Saved data entries:
····················
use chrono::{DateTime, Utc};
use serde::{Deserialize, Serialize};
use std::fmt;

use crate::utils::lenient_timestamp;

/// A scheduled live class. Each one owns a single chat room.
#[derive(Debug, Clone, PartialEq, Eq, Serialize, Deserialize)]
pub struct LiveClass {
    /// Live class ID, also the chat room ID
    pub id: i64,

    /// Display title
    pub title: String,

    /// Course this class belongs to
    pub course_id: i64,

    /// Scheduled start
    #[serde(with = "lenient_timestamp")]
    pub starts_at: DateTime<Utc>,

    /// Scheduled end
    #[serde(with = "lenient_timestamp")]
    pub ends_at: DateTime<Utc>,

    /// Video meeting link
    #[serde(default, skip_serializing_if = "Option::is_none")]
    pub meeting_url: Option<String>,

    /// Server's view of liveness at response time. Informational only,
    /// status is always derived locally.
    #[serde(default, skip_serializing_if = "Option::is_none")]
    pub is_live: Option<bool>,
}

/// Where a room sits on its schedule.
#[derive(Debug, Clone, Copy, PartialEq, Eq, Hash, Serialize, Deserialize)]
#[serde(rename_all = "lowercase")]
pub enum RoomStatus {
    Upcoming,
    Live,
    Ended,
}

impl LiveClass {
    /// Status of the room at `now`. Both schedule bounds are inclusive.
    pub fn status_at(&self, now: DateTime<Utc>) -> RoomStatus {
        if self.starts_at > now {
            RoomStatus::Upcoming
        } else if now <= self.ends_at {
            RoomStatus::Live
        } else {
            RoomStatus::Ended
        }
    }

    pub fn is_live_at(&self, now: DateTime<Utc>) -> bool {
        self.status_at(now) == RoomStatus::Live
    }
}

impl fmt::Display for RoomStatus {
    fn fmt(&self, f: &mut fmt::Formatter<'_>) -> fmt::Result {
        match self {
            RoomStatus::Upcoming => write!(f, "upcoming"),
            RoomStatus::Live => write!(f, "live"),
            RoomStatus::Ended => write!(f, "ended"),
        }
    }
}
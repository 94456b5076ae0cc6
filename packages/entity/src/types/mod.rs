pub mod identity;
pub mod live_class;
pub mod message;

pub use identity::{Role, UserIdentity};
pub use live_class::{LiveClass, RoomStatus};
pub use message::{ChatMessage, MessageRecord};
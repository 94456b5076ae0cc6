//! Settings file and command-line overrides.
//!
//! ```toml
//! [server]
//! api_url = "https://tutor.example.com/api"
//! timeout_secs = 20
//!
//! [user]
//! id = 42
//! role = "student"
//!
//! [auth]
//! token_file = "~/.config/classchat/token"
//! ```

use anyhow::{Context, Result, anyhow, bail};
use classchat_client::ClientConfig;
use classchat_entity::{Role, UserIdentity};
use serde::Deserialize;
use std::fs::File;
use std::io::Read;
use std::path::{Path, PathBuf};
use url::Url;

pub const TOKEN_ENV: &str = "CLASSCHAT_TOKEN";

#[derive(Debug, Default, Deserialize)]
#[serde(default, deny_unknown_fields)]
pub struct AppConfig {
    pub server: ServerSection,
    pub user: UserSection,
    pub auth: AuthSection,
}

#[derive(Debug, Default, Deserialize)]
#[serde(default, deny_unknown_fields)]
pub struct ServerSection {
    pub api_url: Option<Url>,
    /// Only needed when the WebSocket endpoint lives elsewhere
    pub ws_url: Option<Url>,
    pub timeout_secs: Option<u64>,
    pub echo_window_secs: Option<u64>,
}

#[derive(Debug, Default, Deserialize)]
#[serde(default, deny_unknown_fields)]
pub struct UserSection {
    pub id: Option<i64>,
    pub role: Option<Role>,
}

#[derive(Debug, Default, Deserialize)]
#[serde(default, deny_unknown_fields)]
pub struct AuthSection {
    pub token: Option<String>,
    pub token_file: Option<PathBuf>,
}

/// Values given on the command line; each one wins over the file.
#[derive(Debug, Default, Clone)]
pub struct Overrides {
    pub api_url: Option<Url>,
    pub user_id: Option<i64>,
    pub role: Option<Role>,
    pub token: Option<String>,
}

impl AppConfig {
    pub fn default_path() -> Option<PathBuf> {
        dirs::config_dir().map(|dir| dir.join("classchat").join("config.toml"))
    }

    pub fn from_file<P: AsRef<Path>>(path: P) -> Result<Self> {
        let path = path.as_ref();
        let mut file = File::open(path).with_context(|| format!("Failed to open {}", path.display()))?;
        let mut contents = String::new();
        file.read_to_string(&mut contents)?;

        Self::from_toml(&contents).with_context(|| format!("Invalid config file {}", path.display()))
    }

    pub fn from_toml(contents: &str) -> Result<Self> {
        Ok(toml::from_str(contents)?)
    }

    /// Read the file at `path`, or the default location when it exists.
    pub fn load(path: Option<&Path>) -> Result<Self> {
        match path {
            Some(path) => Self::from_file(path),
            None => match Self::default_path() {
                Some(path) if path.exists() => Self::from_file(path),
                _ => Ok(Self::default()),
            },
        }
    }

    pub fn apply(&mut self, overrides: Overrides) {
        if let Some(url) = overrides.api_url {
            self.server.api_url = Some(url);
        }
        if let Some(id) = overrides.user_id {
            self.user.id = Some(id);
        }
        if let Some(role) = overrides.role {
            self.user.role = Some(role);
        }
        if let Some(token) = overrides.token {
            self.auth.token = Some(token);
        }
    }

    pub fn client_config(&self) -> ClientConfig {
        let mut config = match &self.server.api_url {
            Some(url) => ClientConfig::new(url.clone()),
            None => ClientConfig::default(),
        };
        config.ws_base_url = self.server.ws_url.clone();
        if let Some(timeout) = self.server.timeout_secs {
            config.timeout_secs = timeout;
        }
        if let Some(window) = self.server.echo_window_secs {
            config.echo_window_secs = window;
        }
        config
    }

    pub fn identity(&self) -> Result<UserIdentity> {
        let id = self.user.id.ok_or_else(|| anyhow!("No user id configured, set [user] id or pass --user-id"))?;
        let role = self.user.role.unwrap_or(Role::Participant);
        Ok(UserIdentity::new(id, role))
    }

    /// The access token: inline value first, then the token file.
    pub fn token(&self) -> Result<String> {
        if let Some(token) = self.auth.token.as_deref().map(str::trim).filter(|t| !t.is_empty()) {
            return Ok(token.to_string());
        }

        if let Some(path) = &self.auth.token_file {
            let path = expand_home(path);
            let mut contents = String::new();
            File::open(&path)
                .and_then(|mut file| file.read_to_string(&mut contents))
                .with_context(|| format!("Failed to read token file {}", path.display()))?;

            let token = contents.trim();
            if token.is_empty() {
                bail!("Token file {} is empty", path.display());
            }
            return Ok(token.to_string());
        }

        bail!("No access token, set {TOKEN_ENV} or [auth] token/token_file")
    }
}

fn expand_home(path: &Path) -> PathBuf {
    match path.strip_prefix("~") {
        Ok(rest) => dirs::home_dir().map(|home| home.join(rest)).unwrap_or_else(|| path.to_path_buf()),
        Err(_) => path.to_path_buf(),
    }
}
····················
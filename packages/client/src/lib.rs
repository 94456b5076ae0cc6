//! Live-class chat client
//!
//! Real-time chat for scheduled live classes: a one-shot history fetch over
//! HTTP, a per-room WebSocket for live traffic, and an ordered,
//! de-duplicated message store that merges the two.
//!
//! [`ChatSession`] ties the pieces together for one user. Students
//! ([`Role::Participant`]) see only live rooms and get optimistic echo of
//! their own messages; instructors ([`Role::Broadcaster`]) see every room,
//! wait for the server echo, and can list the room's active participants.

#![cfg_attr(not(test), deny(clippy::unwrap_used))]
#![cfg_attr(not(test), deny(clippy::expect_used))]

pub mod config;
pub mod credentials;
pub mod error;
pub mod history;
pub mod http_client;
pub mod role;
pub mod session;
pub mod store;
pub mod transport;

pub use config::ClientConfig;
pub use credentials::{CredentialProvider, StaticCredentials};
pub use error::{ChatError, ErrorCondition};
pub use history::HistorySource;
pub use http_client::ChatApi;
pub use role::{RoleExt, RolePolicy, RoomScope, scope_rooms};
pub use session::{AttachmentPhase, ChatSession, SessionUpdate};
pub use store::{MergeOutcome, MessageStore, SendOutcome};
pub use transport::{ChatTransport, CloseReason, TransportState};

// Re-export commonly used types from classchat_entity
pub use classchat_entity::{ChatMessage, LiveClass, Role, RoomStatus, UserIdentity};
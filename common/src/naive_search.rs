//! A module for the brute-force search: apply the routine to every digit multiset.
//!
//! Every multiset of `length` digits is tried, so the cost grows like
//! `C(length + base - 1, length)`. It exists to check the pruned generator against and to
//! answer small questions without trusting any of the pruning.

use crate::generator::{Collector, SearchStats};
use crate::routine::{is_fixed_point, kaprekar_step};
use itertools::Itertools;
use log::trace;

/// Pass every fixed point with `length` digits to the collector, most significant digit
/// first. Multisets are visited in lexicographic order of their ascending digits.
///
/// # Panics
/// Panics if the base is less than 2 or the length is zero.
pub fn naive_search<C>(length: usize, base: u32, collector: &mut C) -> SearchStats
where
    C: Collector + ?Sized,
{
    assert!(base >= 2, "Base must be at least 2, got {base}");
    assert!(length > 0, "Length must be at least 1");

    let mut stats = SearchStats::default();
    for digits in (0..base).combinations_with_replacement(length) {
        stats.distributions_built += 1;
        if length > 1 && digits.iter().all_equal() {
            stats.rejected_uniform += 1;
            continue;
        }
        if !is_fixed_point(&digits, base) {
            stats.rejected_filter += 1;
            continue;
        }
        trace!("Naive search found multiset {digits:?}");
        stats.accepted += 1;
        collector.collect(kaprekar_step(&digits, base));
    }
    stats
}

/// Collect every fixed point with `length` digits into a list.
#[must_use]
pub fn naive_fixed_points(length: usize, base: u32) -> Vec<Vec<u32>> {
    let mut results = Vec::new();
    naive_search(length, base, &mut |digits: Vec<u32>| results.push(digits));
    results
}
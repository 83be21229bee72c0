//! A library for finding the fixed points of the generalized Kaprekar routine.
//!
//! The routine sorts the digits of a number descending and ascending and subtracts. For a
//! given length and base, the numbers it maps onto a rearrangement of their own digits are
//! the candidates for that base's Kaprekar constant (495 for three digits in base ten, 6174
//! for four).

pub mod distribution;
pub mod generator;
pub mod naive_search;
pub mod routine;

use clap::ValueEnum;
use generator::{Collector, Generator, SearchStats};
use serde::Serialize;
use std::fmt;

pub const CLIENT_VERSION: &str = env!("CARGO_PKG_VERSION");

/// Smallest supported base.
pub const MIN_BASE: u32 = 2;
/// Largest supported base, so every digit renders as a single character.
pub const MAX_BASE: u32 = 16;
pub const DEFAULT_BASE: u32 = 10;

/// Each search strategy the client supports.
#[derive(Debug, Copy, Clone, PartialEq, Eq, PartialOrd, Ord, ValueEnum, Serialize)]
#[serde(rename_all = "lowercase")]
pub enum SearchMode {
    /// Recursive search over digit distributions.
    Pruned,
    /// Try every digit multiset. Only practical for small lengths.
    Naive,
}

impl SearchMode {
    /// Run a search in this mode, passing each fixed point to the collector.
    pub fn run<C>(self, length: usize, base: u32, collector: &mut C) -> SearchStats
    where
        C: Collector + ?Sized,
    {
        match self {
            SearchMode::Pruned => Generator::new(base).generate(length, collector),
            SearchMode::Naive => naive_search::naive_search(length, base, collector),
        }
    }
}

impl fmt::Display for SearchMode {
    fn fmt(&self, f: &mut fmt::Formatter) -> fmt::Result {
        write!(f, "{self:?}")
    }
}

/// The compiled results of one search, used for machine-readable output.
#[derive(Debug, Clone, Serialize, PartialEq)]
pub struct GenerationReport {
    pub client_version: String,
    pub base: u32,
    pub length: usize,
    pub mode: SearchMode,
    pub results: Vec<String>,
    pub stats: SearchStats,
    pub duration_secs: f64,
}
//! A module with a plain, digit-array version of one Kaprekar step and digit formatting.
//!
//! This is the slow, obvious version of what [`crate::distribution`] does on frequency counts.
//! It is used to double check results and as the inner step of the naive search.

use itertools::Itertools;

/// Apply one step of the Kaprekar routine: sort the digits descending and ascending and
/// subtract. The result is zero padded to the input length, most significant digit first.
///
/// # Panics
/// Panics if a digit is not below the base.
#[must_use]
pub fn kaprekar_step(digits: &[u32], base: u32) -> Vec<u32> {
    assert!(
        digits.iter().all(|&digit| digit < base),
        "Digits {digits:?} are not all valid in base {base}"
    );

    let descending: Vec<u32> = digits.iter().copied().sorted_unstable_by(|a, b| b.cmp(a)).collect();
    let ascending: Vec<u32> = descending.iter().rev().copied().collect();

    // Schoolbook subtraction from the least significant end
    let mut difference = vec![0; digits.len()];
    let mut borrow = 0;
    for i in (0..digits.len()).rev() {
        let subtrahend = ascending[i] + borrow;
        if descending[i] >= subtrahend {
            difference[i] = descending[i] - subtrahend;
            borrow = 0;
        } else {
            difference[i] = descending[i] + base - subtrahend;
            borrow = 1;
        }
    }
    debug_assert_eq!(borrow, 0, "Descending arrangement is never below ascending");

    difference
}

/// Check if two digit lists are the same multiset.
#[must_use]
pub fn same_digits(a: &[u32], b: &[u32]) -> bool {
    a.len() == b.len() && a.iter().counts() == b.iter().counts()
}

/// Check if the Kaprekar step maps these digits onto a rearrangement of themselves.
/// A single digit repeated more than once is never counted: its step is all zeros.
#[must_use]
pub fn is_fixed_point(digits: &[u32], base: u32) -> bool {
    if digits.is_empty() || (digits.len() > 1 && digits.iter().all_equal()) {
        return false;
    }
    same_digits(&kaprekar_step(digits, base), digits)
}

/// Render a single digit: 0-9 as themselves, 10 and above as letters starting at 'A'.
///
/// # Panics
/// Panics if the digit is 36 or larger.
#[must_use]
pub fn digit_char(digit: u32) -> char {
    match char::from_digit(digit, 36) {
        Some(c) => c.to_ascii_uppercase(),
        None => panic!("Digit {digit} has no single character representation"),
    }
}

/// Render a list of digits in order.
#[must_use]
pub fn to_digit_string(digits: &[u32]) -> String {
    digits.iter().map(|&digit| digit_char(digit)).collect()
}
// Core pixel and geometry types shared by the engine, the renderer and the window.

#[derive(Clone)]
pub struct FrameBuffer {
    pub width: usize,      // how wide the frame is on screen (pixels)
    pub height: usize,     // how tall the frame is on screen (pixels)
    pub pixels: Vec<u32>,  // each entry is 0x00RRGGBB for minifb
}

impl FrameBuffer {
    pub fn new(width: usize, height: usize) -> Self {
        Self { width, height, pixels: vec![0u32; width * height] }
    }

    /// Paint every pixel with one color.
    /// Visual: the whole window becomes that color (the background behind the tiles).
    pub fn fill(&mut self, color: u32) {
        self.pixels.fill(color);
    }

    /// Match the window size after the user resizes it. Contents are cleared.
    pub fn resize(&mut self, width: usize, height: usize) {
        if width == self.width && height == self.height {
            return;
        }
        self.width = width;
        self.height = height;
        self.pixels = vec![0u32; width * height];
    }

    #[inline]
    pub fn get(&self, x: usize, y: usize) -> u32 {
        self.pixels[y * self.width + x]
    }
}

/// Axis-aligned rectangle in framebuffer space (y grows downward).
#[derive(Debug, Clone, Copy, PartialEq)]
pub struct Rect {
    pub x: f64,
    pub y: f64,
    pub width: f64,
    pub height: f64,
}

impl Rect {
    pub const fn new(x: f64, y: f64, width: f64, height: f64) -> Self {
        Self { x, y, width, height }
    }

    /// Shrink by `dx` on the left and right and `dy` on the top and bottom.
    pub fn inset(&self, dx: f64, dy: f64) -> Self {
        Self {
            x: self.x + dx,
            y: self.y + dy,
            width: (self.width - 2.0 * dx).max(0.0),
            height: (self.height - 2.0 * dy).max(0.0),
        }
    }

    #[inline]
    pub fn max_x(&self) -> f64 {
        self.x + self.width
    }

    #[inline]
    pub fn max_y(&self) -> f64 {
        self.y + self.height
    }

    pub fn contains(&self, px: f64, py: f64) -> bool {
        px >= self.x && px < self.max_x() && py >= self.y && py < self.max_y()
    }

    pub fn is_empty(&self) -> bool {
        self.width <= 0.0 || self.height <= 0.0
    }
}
····················
— What you should do —
Look above for the line holding "pub fn from_toml(contents: &str)", then set down exactly that line and every line after it up to and including the line holding "if let Some(path)", with nothing else.

— Response to the exercise —
    pub fn from_toml(contents: &str) -> Result<Self> {
        Ok(toml::from_str(contents)?)
    }

    /// Read the file at `path`, or the default location when it exists.
    pub fn load(path: Option<&Path>) -> Result<Self> {
        match path {
            Some(path) => Self::from_file(path),
            None => match Self::default_path() {
                Some(path) if path.exists() => Self::from_file(path),
                _ => Ok(Self::default()),
            },
        }
    }

    pub fn apply(&mut self, overrides: Overrides) {
        if let Some(url) = overrides.api_url {
            self.server.api_url = Some(url);
        }
        if let Some(id) = overrides.user_id {
            self.user.id = Some(id);
        }
        if let Some(role) = overrides.role {
            self.user.role = Some(role);
        }
        if let Some(token) = overrides.token {
            self.auth.token = Some(token);
        }
    }

    pub fn client_config(&self) -> ClientConfig {
        let mut config = match &self.server.api_url {
            Some(url) => ClientConfig::new(url.clone()),
            None => ClientConfig::default(),
        };
        config.ws_base_url = self.server.ws_url.clone();
        if let Some(timeout) = self.server.timeout_secs {
            config.timeout_secs = timeout;
        }
        if let Some(window) = self.server.echo_window_secs {
            config.echo_window_secs = window;
        }
        config
    }

    pub fn identity(&self) -> Result<UserIdentity> {
        let id = self.user.id.ok_or_else(|| anyhow!("No user id configured, set [user] id or pass --user-id"))?;
        let role = self.user.role.unwrap_or(Role::Participant);
        Ok(UserIdentity::new(id, role))
    }

    /// The access token: inline value first, then the token file.
    pub fn token(&self) -> Result<String> {
        if let Some(token) = self.auth.token.as_deref().map(str::trim).filter(|t| !t.is_empty()) {
            return Ok(token.to_string());
        }

        if let Some(path) = &self.auth.token_file {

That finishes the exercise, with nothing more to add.